Severe, transient global ischemia of the brain induces delayed damage to specific neuronal populations. Sustained Ca²⁺ influx through glutamate receptor channels is thought to play a critical role in postischemic cell death. Although most kainate-type glutamate receptors are Ca²⁺-impermeable, Ca²⁺-permeable kainate receptors have been reported in specific kinds of neurons and glia. Recombinant receptors assembled from GluR1 and/or GluR3 subunits in exogenous expression systems are permeable to Ca²⁺; heteromeric channels containing GluR2 subunits are Ca²⁺-impermeable.
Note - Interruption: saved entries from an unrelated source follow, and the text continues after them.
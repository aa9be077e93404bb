use crate::LibraryError;
use flate2::read::GzDecoder;
use std::fs::{self, File};
use std::io::{self, BufReader};
use std::path::{Component, Path, PathBuf};
use tracing::{debug, trace, warn};

/// Archive container formats understood by [`extract_archive`].
#[derive(Debug, Clone, Copy, PartialEq, Eq)]
pub enum ArchiveFormat {
    Zip,
    TarGz,
}

impl ArchiveFormat {
    /// Infer the format from a file name's extension.
    pub fn from_file_name(name: &str) -> Option<Self> {
        let lower = name.to_ascii_lowercase();
        if lower.ends_with(".zip") {
            Some(ArchiveFormat::Zip)
        } else if lower.ends_with(".tar.gz") || lower.ends_with(".tgz") {
            Some(ArchiveFormat::TarGz)
        } else {
            None
        }
    }
}

impl std::fmt::Display for ArchiveFormat {
    fn fmt(&self, f: &mut std::fmt::Formatter<'_>) -> std::fmt::Result {
        match self {
            ArchiveFormat::Zip => write!(f, "zip"),
            ArchiveFormat::TarGz => write!(f, "tar.gz"),
        }
    }
}

/// Resolve an archive entry path against `dest` without touching the
/// filesystem. Absolute paths and `..` components that climb above `dest`
/// are rejected.
pub fn safe_join(dest: &Path, entry: &Path) -> Result<PathBuf, LibraryError> {
    let mut out = dest.to_path_buf();
    let mut depth = 0usize;
    for component in entry.components() {
        match component {
            Component::Normal(part) => {
                out.push(part);
                depth += 1;
            }
            Component::CurDir => {}
            Component::ParentDir => {
                if depth == 0 {
                    return Err(LibraryError::PathTraversal(entry.display().to_string()));
                }
                out.pop();
                depth -= 1;
            }
            Component::RootDir | Component::Prefix(_) => {
                return Err(LibraryError::PathTraversal(entry.display().to_string()));
            }
        }
    }
    Ok(out)
}

/// Extract `archive` into `dest`, creating it if needed.
///
/// Every entry is validated with [`safe_join`] before anything is written for
/// it, so an escaping entry aborts extraction without writing outside `dest`.
/// Tar entries are also resolved through any symlinks already on disk.
/// Returns the number of entries written.
pub fn extract_archive(
    archive: &Path,
    dest: &Path,
    format: ArchiveFormat,
) -> Result<usize, LibraryError> {
    debug!(
        "extracting {format} archive {} into {}",
        archive.display(),
        dest.display()
    );
    fs::create_dir_all(dest)?;
    match format {
        ArchiveFormat::Zip => extract_zip(archive, dest),
        ArchiveFormat::TarGz => extract_tar_gz(archive, dest),
    }
}

fn extract_err(e: impl std::fmt::Display) -> LibraryError {
    LibraryError::Extract(e.to_string())
}

fn extract_zip(archive: &Path, dest: &Path) -> Result<usize, LibraryError> {
    let file = File::open(archive)?;
    let mut zip = zip::ZipArchive::new(BufReader::new(file)).map_err(extract_err)?;
    let mut written = 0;

    for i in 0..zip.len() {
        let mut entry = zip.by_index(i).map_err(extract_err)?;
        let name = entry.name().to_owned();
        let target = safe_join(dest, Path::new(&name))?;

        if entry.is_dir() {
            fs::create_dir_all(&target)?;
            continue;
        }
        if let Some(parent) = target.parent() {
            fs::create_dir_all(parent)?;
        }
        let mut out = File::create(&target)?;
        io::copy(&mut entry, &mut out)?;
        trace!("extracted {name}");

        #[cfg(unix)]
        if let Some(mode) = entry.unix_mode() {
            use std::os::unix::fs::PermissionsExt;
            fs::set_permissions(&target, fs::Permissions::from_mode(mode & 0o7777))?;
        }
        written += 1;
    }
    Ok(written)
}

fn extract_tar_gz(archive: &Path, dest: &Path) -> Result<usize, LibraryError> {
    let file = File::open(archive)?;
    let mut tar = tar::Archive::new(GzDecoder::new(BufReader::new(file)));
    let mut written = 0;

    for entry in tar.entries().map_err(extract_err)? {
        let mut entry = entry.map_err(extract_err)?;
        let path = entry.path().map_err(extract_err)?.into_owned();
        let target = safe_join(dest, &path)?;
        let kind = entry.header().entry_type();

        if kind.is_symlink() {
            let link = entry
                .link_name()
                .map_err(extract_err)?
                .ok_or_else(|| extract_err(format!("symlink {} has no target", path.display())))?
                .into_owned();
            let base = path.parent().unwrap_or_else(|| Path::new(""));
            safe_join(dest, &base.join(&link))?;
        } else if !(kind.is_file() || kind.is_dir()) {
            warn!("skipping unsupported archive entry {}", path.display());
            continue;
        }

        // Symlinks unpacked earlier may redirect a lexically safe path, so
        // the physical location is checked again by `unpack_in`.
        if !entry.unpack_in(dest).map_err(extract_err)? {
            return Err(LibraryError::PathTraversal(path.display().to_string()));
        }
        trace!("extracted {}", target.display());
        written += 1;
    }
    Ok(written)
}

#[cfg(test)]
mod tests {
    use super::*;
    use std::io::Write;

    fn write_tar_gz(path: &Path, entries: &[(&str, &[u8])]) {
        let file = File::create(path).unwrap();
        let gz = flate2::write::GzEncoder::new(file, flate2::Compression::default());
        let mut builder = tar::Builder::new(gz);
        for (name, data) in entries {
            let mut header = tar::Header::new_old();
            let raw = name.as_bytes();
            header.as_old_mut().name[..raw.len()].copy_from_slice(raw);
            header.set_size(data.len() as u64);
            header.set_mode(0o755);
            header.set_entry_type(tar::EntryType::Regular);
            header.set_cksum();
            builder.append(&header, *data).unwrap();
        }
        builder.into_inner().unwrap().finish().unwrap();
    }

    fn append_symlink<W: Write>(builder: &mut tar::Builder<W>, name: &str, target: &str) {
        let mut header = tar::Header::new_gnu();
        header.set_path(name).unwrap();
        header.set_entry_type(tar::EntryType::Symlink);
        header.set_link_name(target).unwrap();
        header.set_size(0);
        header.set_mode(0o777);
        header.set_cksum();
        builder.append(&header, io::empty()).unwrap();
    }

    fn write_zip(path: &Path, entries: &[(&str, &[u8])]) {
        let file = File::create(path).unwrap();
        let mut zip = zip::ZipWriter::new(file);
        for (name, data) in entries {
            zip.start_file(*name, zip::write::SimpleFileOptions::default())
                .unwrap();
            zip.write_all(data).unwrap();
        }
        zip.finish().unwrap();
    }

    #[test]
    fn format_from_file_name() {
        assert_eq!(
            ArchiveFormat::from_file_name("imposter-go_linux_amd64.tar.gz"),
            Some(ArchiveFormat::TarGz)
        );
        assert_eq!(
            ArchiveFormat::from_file_name("distro.ZIP"),
            Some(ArchiveFormat::Zip)
        );
        assert_eq!(ArchiveFormat::from_file_name("imposter.jar"), None);
    }

    #[test]
    fn safe_join_accepts_nested_and_dot_paths() {
        let dest = Path::new("/cache/golang/1.0.0");
        assert_eq!(
            safe_join(dest, Path::new("bin/./imposter-go")).unwrap(),
            dest.join("bin/imposter-go")
        );
        assert_eq!(
            safe_join(dest, Path::new("lib/../imposter-go")).unwrap(),
            dest.join("imposter-go")
        );
    }

    #[test]
    fn safe_join_rejects_escapes() {
        let dest = Path::new("/cache/golang/1.0.0");
        assert!(matches!(
            safe_join(dest, Path::new("../../etc/passwd")),
            Err(LibraryError::PathTraversal(_))
        ));
        assert!(matches!(
            safe_join(dest, Path::new("lib/../../outside")),
            Err(LibraryError::PathTraversal(_))
        ));
        assert!(matches!(
            safe_join(dest, Path::new("/etc/passwd")),
            Err(LibraryError::PathTraversal(_))
        ));
    }

    #[test]
    fn tar_gz_extracts_executable() {
        let dir = tempfile::tempdir().unwrap();
        let archive = dir.path().join("engine.tar.gz");
        write_tar_gz(&archive, &[("imposter-go", b"#!/bin/sh\necho hi\n")]);

        let dest = dir.path().join("out");
        let n = extract_archive(&archive, &dest, ArchiveFormat::TarGz).unwrap();
        assert_eq!(n, 1);
        let content = fs::read(dest.join("imposter-go")).unwrap();
        assert_eq!(content, b"#!/bin/sh\necho hi\n");

        #[cfg(unix)]
        {
            use std::os::unix::fs::PermissionsExt;
            let mode = fs::metadata(dest.join("imposter-go"))
                .unwrap()
                .permissions()
                .mode();
            assert_ne!(mode & 0o111, 0, "binary must stay executable");
        }
    }

    #[test]
    fn tar_gz_rejects_parent_traversal() {
        let dir = tempfile::tempdir().unwrap();
        let archive = dir.path().join("evil.tar.gz");
        write_tar_gz(&archive, &[("../../etc/passwd", b"root:x:0:0")]);

        let dest = dir.path().join("a").join("b").join("out");
        let err = extract_archive(&archive, &dest, ArchiveFormat::TarGz).unwrap_err();
        assert!(matches!(err, LibraryError::PathTraversal(_)), "{err}");
        assert!(!dir.path().join("a").join("etc").exists());
        assert!(!dir.path().join("etc").exists());
        assert_eq!(fs::read_dir(&dest).unwrap().count(), 0);
    }

    #[test]
    fn tar_gz_symlink_chain_cannot_escape() {
        let dir = tempfile::tempdir().unwrap();
        let archive = dir.path().join("chain.tar.gz");
        {
            let file = File::create(&archive).unwrap();
            let gz = flate2::write::GzEncoder::new(file, flate2::Compression::default());
            let mut builder = tar::Builder::new(gz);
            // Each link target is inside the destination on paper; chained
            // together they resolve to its parent.
            append_symlink(&mut builder, "d/x", "..");
            append_symlink(&mut builder, "y", "d/x/..");
            let data = b"escaped";
            let mut header = tar::Header::new_gnu();
            header.set_path("y/escaped.txt").unwrap();
            header.set_size(data.len() as u64);
            header.set_mode(0o644);
            header.set_entry_type(tar::EntryType::Regular);
            header.set_cksum();
            builder.append(&header, &data[..]).unwrap();
            builder.into_inner().unwrap().finish().unwrap();
        }

        let dest = dir.path().join("out");
        let result = extract_archive(&archive, &dest, ArchiveFormat::TarGz);
        assert!(result.is_err(), "chained symlink write must fail: {result:?}");
        assert!(!dir.path().join("escaped.txt").exists());
    }

    #[test]
    fn zip_extracts_nested_entries() {
        let dir = tempfile::tempdir().unwrap();
        let archive = dir.path().join("distro.zip");
        write_zip(
            &archive,
            &[("lib/core.jar", b"core"), ("bin/imposter", b"launcher")],
        );

        let dest = dir.path().join("out");
        let n = extract_archive(&archive, &dest, ArchiveFormat::Zip).unwrap();
        assert_eq!(n, 2);
        assert_eq!(fs::read(dest.join("lib/core.jar")).unwrap(), b"core");
        assert_eq!(fs::read(dest.join("bin/imposter")).unwrap(), b"launcher");
    }

    #[test]
    fn zip_rejects_parent_traversal() {
        let dir = tempfile::tempdir().unwrap();
        let archive = dir.path().join("evil.zip");
        write_zip(&archive, &[("../../etc/passwd", b"root:x:0:0")]);

        let dest = dir.path().join("a").join("b").join("out");
        let err = extract_archive(&archive, &dest, ArchiveFormat::Zip).unwrap_err();
        assert!(matches!(err, LibraryError::PathTraversal(_)), "{err}");
        assert!(!dir.path().join("a").join("etc").exists());
    }

    #[test]
    fn corrupt_archive_is_extract_error() {
        let dir = tempfile::tempdir().unwrap();
        let archive = dir.path().join("broken.zip");
        fs::write(&archive, b"not a zip").unwrap();
        let err = extract_archive(&archive, &dir.path().join("out"), ArchiveFormat::Zip)
            .unwrap_err();
        assert!(matches!(err, LibraryError::Extract(_)));
    }
}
Thus, altered expression of GluR2 in development or following a neurological insult or injury to the brain can act as a switch to modify Ca²⁺ permeability. To investigate the molecular mechanism underlying delayed postischemic cell death, GluR1, GluR2, and GluR3 gene expression was examined by in situ hybridization in postischemic rats. Following severe, transient forebrain ischemia GluR2 gene expression was preferentially reduced in CA1 hippocampal neurons at a time point that preceded their degeneration. The switch in expression of kainate/AMP A receptor subunits coincided with the previously reported increase in Ca²⁺ influx into CA1 cells. Timing of the switch indicates that it may play a causal role in postischemic cell death.